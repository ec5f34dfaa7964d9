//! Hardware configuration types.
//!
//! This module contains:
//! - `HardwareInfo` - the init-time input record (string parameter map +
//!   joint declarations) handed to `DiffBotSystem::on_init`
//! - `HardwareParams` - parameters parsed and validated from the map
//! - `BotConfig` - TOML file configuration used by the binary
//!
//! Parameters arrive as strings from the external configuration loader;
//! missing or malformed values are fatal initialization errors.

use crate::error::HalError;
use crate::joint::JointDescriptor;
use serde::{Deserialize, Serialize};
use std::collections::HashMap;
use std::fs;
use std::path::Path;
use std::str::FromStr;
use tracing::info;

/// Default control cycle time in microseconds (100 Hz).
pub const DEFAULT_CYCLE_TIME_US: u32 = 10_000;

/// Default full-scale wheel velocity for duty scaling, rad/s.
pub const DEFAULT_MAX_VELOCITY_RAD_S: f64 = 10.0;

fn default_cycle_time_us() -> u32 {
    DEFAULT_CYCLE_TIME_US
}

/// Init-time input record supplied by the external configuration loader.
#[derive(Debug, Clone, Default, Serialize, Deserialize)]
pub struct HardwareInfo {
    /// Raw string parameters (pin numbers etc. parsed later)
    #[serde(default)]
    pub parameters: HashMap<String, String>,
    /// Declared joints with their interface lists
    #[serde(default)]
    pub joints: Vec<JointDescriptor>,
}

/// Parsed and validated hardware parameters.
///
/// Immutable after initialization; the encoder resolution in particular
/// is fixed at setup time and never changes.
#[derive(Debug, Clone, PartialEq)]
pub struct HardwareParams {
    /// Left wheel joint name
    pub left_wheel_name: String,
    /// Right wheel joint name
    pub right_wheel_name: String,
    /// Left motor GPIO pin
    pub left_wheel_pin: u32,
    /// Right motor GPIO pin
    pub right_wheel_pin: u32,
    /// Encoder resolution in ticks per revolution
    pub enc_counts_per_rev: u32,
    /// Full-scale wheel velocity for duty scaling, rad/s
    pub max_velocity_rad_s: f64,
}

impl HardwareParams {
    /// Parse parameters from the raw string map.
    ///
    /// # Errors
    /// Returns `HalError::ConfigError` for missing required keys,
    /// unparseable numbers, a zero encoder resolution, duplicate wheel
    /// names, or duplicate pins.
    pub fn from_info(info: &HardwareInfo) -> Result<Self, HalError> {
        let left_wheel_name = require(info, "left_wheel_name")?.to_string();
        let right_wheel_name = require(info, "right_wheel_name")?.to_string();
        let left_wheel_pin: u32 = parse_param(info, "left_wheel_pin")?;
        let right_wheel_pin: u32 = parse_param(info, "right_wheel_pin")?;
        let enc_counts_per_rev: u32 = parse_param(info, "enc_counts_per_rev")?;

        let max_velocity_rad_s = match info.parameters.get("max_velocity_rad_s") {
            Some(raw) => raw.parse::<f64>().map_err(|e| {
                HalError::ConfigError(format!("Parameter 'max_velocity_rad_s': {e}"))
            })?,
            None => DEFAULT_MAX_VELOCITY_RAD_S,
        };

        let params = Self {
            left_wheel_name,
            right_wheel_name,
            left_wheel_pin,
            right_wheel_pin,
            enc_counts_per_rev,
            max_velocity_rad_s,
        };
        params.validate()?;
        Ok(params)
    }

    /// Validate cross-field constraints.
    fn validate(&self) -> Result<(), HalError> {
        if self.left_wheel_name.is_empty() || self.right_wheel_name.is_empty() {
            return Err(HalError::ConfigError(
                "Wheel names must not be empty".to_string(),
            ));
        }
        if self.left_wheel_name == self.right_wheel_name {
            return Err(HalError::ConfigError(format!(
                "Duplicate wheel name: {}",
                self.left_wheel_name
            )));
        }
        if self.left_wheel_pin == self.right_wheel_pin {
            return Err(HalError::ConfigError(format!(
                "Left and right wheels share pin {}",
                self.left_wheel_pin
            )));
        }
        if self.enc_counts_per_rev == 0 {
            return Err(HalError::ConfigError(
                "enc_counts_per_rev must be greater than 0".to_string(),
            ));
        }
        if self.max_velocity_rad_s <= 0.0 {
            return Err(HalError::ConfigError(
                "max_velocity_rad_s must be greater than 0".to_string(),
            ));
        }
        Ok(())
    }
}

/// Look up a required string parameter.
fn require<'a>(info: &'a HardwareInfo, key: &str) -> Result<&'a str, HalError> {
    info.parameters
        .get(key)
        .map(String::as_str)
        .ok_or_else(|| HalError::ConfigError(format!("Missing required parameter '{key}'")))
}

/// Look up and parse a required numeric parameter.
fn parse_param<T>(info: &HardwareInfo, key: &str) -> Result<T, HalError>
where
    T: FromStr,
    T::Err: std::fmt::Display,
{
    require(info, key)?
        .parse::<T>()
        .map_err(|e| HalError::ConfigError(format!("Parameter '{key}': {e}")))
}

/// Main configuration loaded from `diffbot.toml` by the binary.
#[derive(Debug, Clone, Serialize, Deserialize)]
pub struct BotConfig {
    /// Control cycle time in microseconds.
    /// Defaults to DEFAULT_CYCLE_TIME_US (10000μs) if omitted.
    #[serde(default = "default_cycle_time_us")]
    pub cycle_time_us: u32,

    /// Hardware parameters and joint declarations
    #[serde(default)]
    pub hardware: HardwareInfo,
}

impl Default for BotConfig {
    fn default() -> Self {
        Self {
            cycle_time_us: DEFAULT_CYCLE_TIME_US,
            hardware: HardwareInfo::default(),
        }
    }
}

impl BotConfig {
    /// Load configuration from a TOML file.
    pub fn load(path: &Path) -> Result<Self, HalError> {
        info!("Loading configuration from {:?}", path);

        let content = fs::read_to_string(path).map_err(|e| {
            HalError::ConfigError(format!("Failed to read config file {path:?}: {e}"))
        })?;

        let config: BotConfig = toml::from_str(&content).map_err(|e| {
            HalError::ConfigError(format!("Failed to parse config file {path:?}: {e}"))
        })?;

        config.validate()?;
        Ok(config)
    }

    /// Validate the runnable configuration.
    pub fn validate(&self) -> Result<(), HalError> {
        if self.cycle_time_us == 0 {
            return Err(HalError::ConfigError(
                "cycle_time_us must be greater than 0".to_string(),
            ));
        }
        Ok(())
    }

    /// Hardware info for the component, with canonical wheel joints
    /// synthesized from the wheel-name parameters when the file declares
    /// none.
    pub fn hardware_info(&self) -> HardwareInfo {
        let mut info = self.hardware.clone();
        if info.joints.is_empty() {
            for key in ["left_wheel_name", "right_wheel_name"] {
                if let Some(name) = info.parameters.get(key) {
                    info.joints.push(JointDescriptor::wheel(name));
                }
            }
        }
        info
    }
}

*-*-*

→ What is needed
Please transcribe the data exactly from its first line. End with the line that contains "their interface lists".

→ Task result
repository ec5f34dfaa7964d9
//! Hardware configuration types.
//!
//! This module contains:
//! - `HardwareInfo` - the init-time input record (string parameter map +
//!   joint declarations) handed to `DiffBotSystem::on_init`
//! - `HardwareParams` - parameters parsed and validated from the map
//! - `BotConfig` - TOML file configuration used by the binary
//!
//! Parameters arrive as strings from the external configuration loader;
//! missing or malformed values are fatal initialization errors.

use crate::error::HalError;
use crate::joint::JointDescriptor;
use serde::{Deserialize, Serialize};
use std::collections::HashMap;
use std::fs;
use std::path::Path;
use std::str::FromStr;
use tracing::info;

/// Default control cycle time in microseconds (100 Hz).
pub const DEFAULT_CYCLE_TIME_US: u32 = 10_000;

/// Default full-scale wheel velocity for duty scaling, rad/s.
pub const DEFAULT_MAX_VELOCITY_RAD_S: f64 = 10.0;

fn default_cycle_time_us() -> u32 {
    DEFAULT_CYCLE_TIME_US
}

/// Init-time input record supplied by the external configuration loader.
#[derive(Debug, Clone, Default, Serialize, Deserialize)]
pub struct HardwareInfo {
    /// Raw string parameters (pin numbers etc. parsed later)
    #[serde(default)]
    pub parameters: HashMap<String, String>,
    /// Declared joints with their interface lists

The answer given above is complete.